Instructions for the task:
After going through the data, give the number of lines that contain the word "Result" as your sole answer.

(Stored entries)
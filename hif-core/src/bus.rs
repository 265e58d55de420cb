//! Defines the transport the engine drives: a serial bus with exclusive ownership and
//! single-buffer read and write primitives.

use crate::Alignment;
use log::warn;
use std::fmt::Debug;
use thiserror::Error;

/// How successive bytes of a multi-byte transfer are addressed.
#[derive(Debug, Copy, Clone, Eq, PartialEq)]
pub enum AddressMode {
    /// Every byte targets the same address, FIFO-style.
    Fixed,
    /// Bytes target increasing addresses, memory-style.
    Incremental,
}

/// A generalization of the extended (multi-byte) I/O command of a serial host controller,
/// without the command encoding.
///
/// Implementors expose one function of a device on a shared bus. The bus driver permits only one
/// in-flight transaction at a time and only while the bus is claimed, so callers are expected to
/// bracket transfers with [`claim`](Self::claim) and [`release`](Self::release). In this crate,
/// only the dispatch thread of a [`crate::Device`] ever calls into a `Bus`.
///
/// Host controllers typically hand the caller's buffer straight to a DMA engine, which requires
/// some alignment and rules out memory it cannot address (such as the stack). Implementors report
/// this through [`is_dma_capable`](Self::is_dma_capable); buffers failing the check are staged
/// through an aligned bounce buffer before reaching [`read`](Self::read) or
/// [`write`](Self::write).
pub trait Bus: Debug + Send + Sync {
    /// Take exclusive ownership of the bus.
    fn claim(&self) -> Result<(), TransportError>;

    /// Give up ownership of the bus taken with [`claim`](Self::claim).
    fn release(&self) -> Result<(), TransportError>;

    /// Read `buf.len()` bytes starting at `address` into `buf`.
    fn read(&self, buf: &mut [u8], address: u32, mode: AddressMode) -> Result<(), TransportError>;

    /// Write all of `buf` starting at `address`.
    fn write(&self, address: u32, buf: &[u8], mode: AddressMode) -> Result<(), TransportError>;

    /// Alignment the transport requires of buffers it transfers from or into directly.
    fn dma_alignment(&self) -> Alignment {
        Alignment::WORD
    }

    /// Returns `true` if `buf` can be handed to the transport directly.
    fn is_dma_capable(&self, buf: &[u8]) -> bool {
        self.dma_alignment().is_aligned_ptr(buf)
    }
}

/// The bus driver reported a failed command or transfer.
///
/// `code` is the driver's own status code, kept for diagnostics only.
#[derive(Error, Debug, Copy, Clone, Eq, PartialEq)]
#[error("bus operation failed with status {code}")]
pub struct TransportError {
    pub code: i32,
}

impl TransportError {
    pub fn new(code: i32) -> Self {
        Self { code }
    }
}

/// Ownership of a claimed bus, released when dropped.
#[derive(Debug)]
pub struct BusClaim<'a> {
    bus: &'a dyn Bus,
}

impl<'a> BusClaim<'a> {
    pub fn acquire(bus: &'a dyn Bus) -> Result<Self, TransportError> {
        bus.claim()?;
        Ok(Self { bus })
    }

    pub fn bus(&self) -> &'a dyn Bus {
        self.bus
    }
}

impl Drop for BusClaim<'_> {
    fn drop(&mut self) {
        if let Err(e) = self.bus.release() {
            warn!("Failed to release bus: {e}");
        }
    }
}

Response area:
5